Exercise prompt ->
Lines from the first one down to the one containing "use thiserror::Error;" in the data below are the only ones needed; please return them exactly, both ends included.

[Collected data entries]

-- Opening Marker --

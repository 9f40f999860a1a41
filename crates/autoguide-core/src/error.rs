//! Unified application error types for the AutoGuide client.
//!
//! All crates map their internal errors into [`AppError`] for consistent
//! propagation through the ? operator.

use std::fmt;
use thiserror::Error;

/// Top-level error kind categorization used across the entire client.
#[derive(Debug, Clone, Copy, PartialEq, Eq, Hash, serde::Serialize, serde::Deserialize)]
pub enum ErrorKind {
    /// Authentication failed (bad credentials, 401 from the backend, etc.).
    Authentication,
    /// The caller does not have permission to perform the action.
    Authorization,
    /// A session-related error occurred (invalid or expired token on set).
    Session,
    /// Input validation failed.
    Validation,
    /// A configuration error occurred.
    Configuration,
    /// A durable-storage I/O error occurred.
    Storage,
    /// A serialization/deserialization error occurred.
    Serialization,
    /// The backend or identity provider returned an error.
    ExternalService,
    /// An internal error occurred.
    Internal,
}

impl fmt::Display for ErrorKind {
    fn fmt(&self, f: &mut fmt::Formatter<'_>) -> fmt::Result {
        match self {
            Self::Authentication => write!(f, "AUTHENTICATION"),
            Self::Authorization => write!(f, "AUTHORIZATION"),
            Self::Session => write!(f, "SESSION"),
            Self::Validation => write!(f, "VALIDATION"),
            Self::Configuration => write!(f, "CONFIGURATION"),
            Self::Storage => write!(f, "STORAGE"),
            Self::Serialization => write!(f, "SERIALIZATION"),
            Self::ExternalService => write!(f, "EXTERNAL_SERVICE"),
            Self::Internal => write!(f, "INTERNAL"),
        }
    }
}

/// The unified application error used throughout the client.
///
/// All crate-specific errors are mapped into `AppError` using `From` impls
/// or explicit `.map_err()` calls, so call sites deal with a single error
/// type at the application boundary.
#[derive(Debug, Error)]
#[error("{kind}: {message}")]
pub struct AppError {
    /// The category of error.
    pub kind: ErrorKind,
    /// A human-readable error message.
    pub message: String,
    /// HTTP status carried by backend errors, when one exists.
    pub status: Option<u16>,
    /// Optional underlying cause.
    #[source]
    pub source: Option<Box<dyn std::error::Error + Send + Sync>>,
}

impl AppError {
    /// Create a new application error.
    pub fn new(kind: ErrorKind, message: impl Into<String>) -> Self {
        Self {
            kind,
            message: message.into(),
            status: None,
            source: None,
        }
    }

    /// Create a new application error with an underlying cause.
    pub fn with_source(
        kind: ErrorKind,
        message: impl Into<String>,
        source: impl std::error::Error + Send + Sync + 'static,
    ) -> Self {
        Self {
            kind,
            message: message.into(),
            status: None,
            source: Some(Box::new(source)),
        }
    }

    /// Attach the HTTP status that produced this error.
    pub fn with_status(mut self, status: u16) -> Self {
        self.status = Some(status);
        self
    }

    /// Create an authentication error.
    pub fn authentication(message: impl Into<String>) -> Self {
        Self::new(ErrorKind::Authentication, message)
    }

    /// Create an authorization error.
    pub fn authorization(message: impl Into<String>) -> Self {
        Self::new(ErrorKind::Authorization, message)
    }

    /// Create a session error.
    pub fn session(message: impl Into<String>) -> Self {
        Self::new(ErrorKind::Session, message)
    }

    /// Create a validation error.
    pub fn validation(message: impl Into<String>) -> Self {
        Self::new(ErrorKind::Validation, message)
    }

    /// Create a configuration error.
    pub fn configuration(message: impl Into<String>) -> Self {
        Self::new(ErrorKind::Configuration, message)
    }

    /// Create a storage error.
    pub fn storage(message: impl Into<String>) -> Self {
        Self::new(ErrorKind::Storage, message)
    }

    /// Create an external-service error.
    pub fn external(message: impl Into<String>) -> Self {
        Self::new(ErrorKind::ExternalService, message)
    }

    /// Create an internal error.
    pub fn internal(message: impl Into<String>) -> Self {
        Self::new(ErrorKind::Internal, message)
    }

    /// True when this error carries the given HTTP status.
    pub fn is_status(&self, status: u16) -> bool {
        self.status == Some(status)
    }
}

impl Clone for AppError {
    fn clone(&self) -> Self {
        Self {
            kind: self.kind,
            message: self.message.clone(),
            status: self.status,
            source: None,
        }
    }
}

impl From<serde_json::Error> for AppError {
    fn from(err: serde_json::Error) -> Self {
        Self::with_source(
            ErrorKind::Serialization,
            format!("JSON serialization error: {err}"),
            err,
        )
    }
}

impl From<std::io::Error> for AppError {
    fn from(err: std::io::Error) -> Self {
        Self::with_source(ErrorKind::Storage, format!("I/O error: {err}"), err)
    }
}

impl From<config::ConfigError> for AppError {
    fn from(err: config::ConfigError) -> Self {
        Self::with_source(
            ErrorKind::Configuration,
            format!("Configuration error: {err}"),
            err,
        )
    }
}

impl From<reqwest::Error> for AppError {
    fn from(err: reqwest::Error) -> Self {
        let status = err.status().map(|s| s.as_u16());
        let mut app = Self::with_source(
            ErrorKind::ExternalService,
            format!("HTTP transport error: {err}"),
            err,
        );
        app.status = status;
        app
    }
}
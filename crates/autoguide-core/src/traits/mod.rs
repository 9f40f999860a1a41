//! Collaborator traits defined in `autoguide-core` and implemented by other crates.

pub mod identity;
pub mod storage;

pub use identity::{Credentials, IdentityProvider, TokenResponse};
pub use storage::{SessionStorage, TOKEN_KEY, USERNAME_KEY};
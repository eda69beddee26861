use serde::{Deserialize, Serialize};
use std::{
    fs::{self, File},
    io::{self, BufRead, BufReader, BufWriter, Write},
    path::Path,
};
use tempfile::NamedTempFile;
use tracing::warn;

/// Par clave/valor que emite la función map y consume la función reduce.
#[derive(Debug, Clone, PartialEq, Eq, Serialize, Deserialize)]
pub struct KeyValue {
    pub key: String,
    pub value: String,
}

impl KeyValue {
    pub fn new(key: impl Into<String>, value: impl Into<String>) -> Self {
        Self {
            key: key.into(),
            value: value.into(),
        }
    }
}

/* =========================
   Hash y particionado
   ========================= */

const FNV32_OFFSET: u32 = 0x811c_9dc5;
const FNV32_PRIME: u32 = 0x0100_0193;

/// FNV-1a de 32 bits sobre los bytes de la clave, recortado a 31 bits.
/// Es el mismo valor en cualquier proceso y en cualquier máquina.
pub fn ihash(key: &str) -> u32 {
    let mut h = FNV32_OFFSET;
    for b in key.as_bytes() {
        h ^= u32::from(*b);
        h = h.wrapping_mul(FNV32_PRIME);
    }
    h & 0x7fff_ffff
}

/// Partición de destino de una clave: ihash(key) % n_reduce.
pub fn partition_for(key: &str, n_reduce: u32) -> u32 {
    ihash(key) % n_reduce.max(1)
}

/// Reparte los registros en `n_reduce` buckets, conservando el orden relativo.
pub fn partition_records(records: Vec<KeyValue>, n_reduce: u32) -> Vec<Vec<KeyValue>> {
    let n = n_reduce.max(1);
    let mut buckets: Vec<Vec<KeyValue>> = (0..n).map(|_| Vec::new()).collect();
    for kv in records {
        let pid = partition_for(&kv.key, n) as usize;
        buckets[pid].push(kv);
    }
    buckets
}

/* =========================
   Nombres de archivos
   ========================= */

/// Nombre del archivo intermedio para (map, partición).
pub fn intermediate_name(map_id: usize, partition: u32) -> String {
    format!("mr-{}-{}", map_id, partition)
}

/// Nombre del archivo de salida de una partición reduce.
pub fn output_name(partition: u32) -> String {
    format!("mr-out-{}", partition)
}

/* =========================
   Escritura / lectura JSONL
   ========================= */

/// Escribe registros como JSON lines (un objeto por línea).
pub struct RecordWriter<W: Write> {
    inner: W,
}

impl<W: Write> RecordWriter<W> {
    pub fn new(inner: W) -> Self {
        Self { inner }
    }

    pub fn append(&mut self, kv: &KeyValue) -> io::Result<()> {
        serde_json::to_writer(&mut self.inner, kv)?;
        self.inner.write_all(b"\n")
    }

    pub fn finish(mut self) -> io::Result<W> {
        self.inner.flush()?;
        Ok(self.inner)
    }
}

/// Lee registros JSON lines de forma incremental.
/// Se detiene en el primer registro malformado (p. ej. una cola truncada)
/// sin devolver error; los errores de E/S sí se propagan.
pub struct RecordReader<R: BufRead> {
    lines: io::Lines<R>,
    stopped: bool,
    malformed: bool,
}

impl<R: BufRead> RecordReader<R> {
    pub fn new(inner: R) -> Self {
        Self {
            lines: inner.lines(),
            stopped: false,
            malformed: false,
        }
    }

    /// true si la lectura se cortó por un registro inválido.
    pub fn hit_malformed(&self) -> bool {
        self.malformed
    }

    fn stop_malformed(&mut self) -> Option<io::Result<KeyValue>> {
        self.stopped = true;
        self.malformed = true;
        None
    }
}

impl<R: BufRead> Iterator for RecordReader<R> {
    type Item = io::Result<KeyValue>;

    fn next(&mut self) -> Option<Self::Item> {
        while !self.stopped {
            let line = match self.lines.next()? {
                Ok(l) => l,
                // bytes cortados a mitad de un carácter UTF-8
                Err(e) if e.kind() == io::ErrorKind::InvalidData => return self.stop_malformed(),
                Err(e) => {
                    self.stopped = true;
                    return Some(Err(e));
                }
            };

            if line.trim().is_empty() {
                continue;
            }

            return match serde_json::from_str::<KeyValue>(&line) {
                Ok(kv) => Some(Ok(kv)),
                Err(_) => self.stop_malformed(),
            };
        }
        None
    }
}

/// Lee un archivo intermedio completo.
pub fn read_records(path: &str) -> io::Result<Vec<KeyValue>> {
    let file = File::open(path)?;
    let mut reader = RecordReader::new(BufReader::new(file));

    let mut out = Vec::new();
    for kv in reader.by_ref() {
        out.push(kv?);
    }

    if reader.hit_malformed() {
        warn!(
            "registro malformado en {}, se usan los {} registros anteriores",
            path,
            out.len()
        );
    }
    Ok(out)
}

/// Escribe `path` de forma atómica: primero un temporal en el mismo directorio,
/// después rename. Un lector nunca ve un archivo a medio escribir.
pub fn write_atomic<F>(path: &Path, write: F) -> io::Result<()>
where
    F: FnOnce(&mut BufWriter<&mut NamedTempFile>) -> io::Result<()>,
{
    let dir = match path.parent() {
        Some(parent) if !parent.as_os_str().is_empty() => parent,
        _ => Path::new("."),
    };
    fs::create_dir_all(dir)?;

    let mut tmp = NamedTempFile::new_in(dir)?;
    {
        let mut writer = BufWriter::new(&mut tmp);
        write(&mut writer)?;
        writer.flush()?;
    }
    tmp.persist(path).map_err(|e| e.error)?;
    Ok(())
}

/// Escribe un archivo intermedio con todos los registros de un bucket.
pub fn write_records(path: &Path, records: &[KeyValue]) -> io::Result<()> {
    write_atomic(path, |w| {
        let mut rw = RecordWriter::new(w);
        for kv in records {
            rw.append(kv)?;
        }
        rw.finish()?;
        Ok(())
    })
}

-- Closing Marker --

Exercise solution ->
repository 9f40f999860a1a41
filename crates/autoguide-core/src/error.rs
//! Unified application error types for the AutoGuide client.
//!
//! All crates map their internal errors into [`AppError`] for consistent
//! propagation through the ? operator.

use std::fmt;
use thiserror::Error;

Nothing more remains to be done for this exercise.